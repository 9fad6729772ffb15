//! Netops CLI: interactive chat and one-shot queries against the assistant
//! backend.

pub use cmd::{Cli, Command};

pub mod cmd;
pub mod config;
pub mod repl;
pub mod terminal;
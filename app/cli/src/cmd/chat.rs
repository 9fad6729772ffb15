//! Interactive chat REPL command.

use crate::repl::ChatRepl;
use anyhow::Result;
use clap::Args;
use client::{ChatClient, ClientConfig};
use std::time::Duration;

/// Start an interactive chat REPL.
#[derive(Args, Debug)]
pub struct Chat;

impl Chat {
    /// Connect and enter the interactive REPL.
    pub async fn run(self, config: ClientConfig) -> Result<()> {
        let timeout = config.connect_timeout() + Duration::from_secs(1);
        let session = ChatClient::new(config).open();
        let mut repl = ChatRepl::new(session)?;
        repl.connect(timeout).await;
        repl.run().await
    }
}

• _WHAT IS EXPECTED_
Give back exactly the material above from its opening line to the line bearing "filename app/cli/src/cmd/chat.rs".

• _SOLUTION_
repository 9fad6729772ffb15
//! Netops CLI: interactive chat and one-shot queries against the assistant
//! backend.

pub use cmd::{Cli, Command};

pub mod cmd;
pub mod config;
pub mod repl;
pub mod terminal;
filename app/cli/src/cmd/chat.rs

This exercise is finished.